The two men walked across the vinyl-covered floor and stood in front of Ali, whose black-ringed eyes watched with a simmering hatred. He might have been shot, might have been drugged up, but Henry could tell he knew exactly what was going on.
‘How are you, Fazul Ali?’
‘I need to go to hospital,’ his reply came, the words slightly slurred through cracked, dry lips.
‘All in good time.’
Ali’s eyes settled on Henry. A reluctant grin came to his lips. ‘You fought well.’
Henry chose not to respond. Inside he was being torn apart, drawn into a situation completely alien to him. A wounded prisoner, shackled and naked in an interrogation room. Interrogation wasn’t a word ever used in police circles.
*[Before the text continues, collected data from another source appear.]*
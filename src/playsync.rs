// Copyright (C) 2026 Michael Wilson <mike@mdwn.dev>
//
// This program is free software: you can redistribute it and/or modify it under
// the terms of the GNU General Public License as published by the Free Software
// Foundation, version 3.
//
// This program is distributed in the hope that it will be useful, but WITHOUT
// ANY WARRANTY; without even the implied warranty of MERCHANTABILITY or FITNESS
// FOR A PARTICULAR PURPOSE. See the GNU General Public License for more details.
//
// You should have received a copy of the GNU General Public License along with
// this program. If not, see <https://www.gnu.org/licenses/>.
//
use std::sync::{
    atomic::{AtomicBool, Ordering},
    Arc,
};

/// A cancel handle is shared between a voice and the mixer that renders it. Cancelling is
/// one-way: once cancelled, the mixer drops the source on its next block.
#[derive(Clone, Debug, Default)]
pub struct CancelHandle {
    cancelled: Arc<AtomicBool>,
}

impl CancelHandle {
    /// Creates a new cancel handle.
    pub fn new() -> CancelHandle {
        CancelHandle::default()
    }

    /// Returns true if the handle has been cancelled.
    pub fn is_cancelled(&self) -> bool {
        self.cancelled.load(Ordering::Acquire)
    }

    /// Cancels the handle. Returns true if this call performed the cancellation.
    pub fn cancel(&self) -> bool {
        !self.cancelled.swap(true, Ordering::AcqRel)
    }
}
// Copyright (C) 2026 Michael Wilson <mike@mdwn.dev>
//
// This program is free software: you can redistribute it and/or modify it under
// the terms of the GNU General Public License as published by the Free Software
// Foundation, version 3.
//
// This program is distributed in the hope that it will be useful, but WITHOUT
// ANY WARRANTY; without even the implied warranty of MERCHANTABILITY or FITNESS
// FOR A PARTICULAR PURPOSE. See the GNU General Public License for more details.
//
// You should have received a copy of the GNU General Public License along with
// this program. If not, see <https://www.gnu.org/licenses/>.
//
/// Error types for output sink operations
#[derive(Debug, thiserror::Error)]
pub enum SinkError {
    #[error("no output device found with name {0}")]
    DeviceNotFound(String),

    #[error("no default output device available")]
    NoDefaultDevice,

    #[error("audio device error: {0}")]
    Device(String),

    #[error("the output stream has shut down")]
    StreamClosed,

    #[error("IO error: {0}")]
    IoError(#[from] std::io::Error),
}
It represented everything bad about how the police used to obtain confessions in the very bad old days. Now they ‘interviewed’, sought the truth using approved methods. Interrogation was totally negative and had links with corrupt and murderous regimes. And torture.
Not that Henry would ever class himself as a saint and maybe he was being two-faced about this. He had hit prisoners before, he’d bent the rules, but he’d always known the boundaries and deep down had always felt uncomfortable when he did such things … but those methods had never approached anything as brutal and lawless as this.
There would be outrage if it was discovered that such things were taking place on British soil.
‘I’ll come straight to the point, my friend,’ Donaldson said to the prisoner. ‘Mohammed Ibrahim Akbar.’ There was not even a flicker from Ali’s sullen eyes. ‘How does he plan to murder the Condoleezza Rice? It’s a simple question, the answer to which will see you receiving the best medical treatment money can buy.’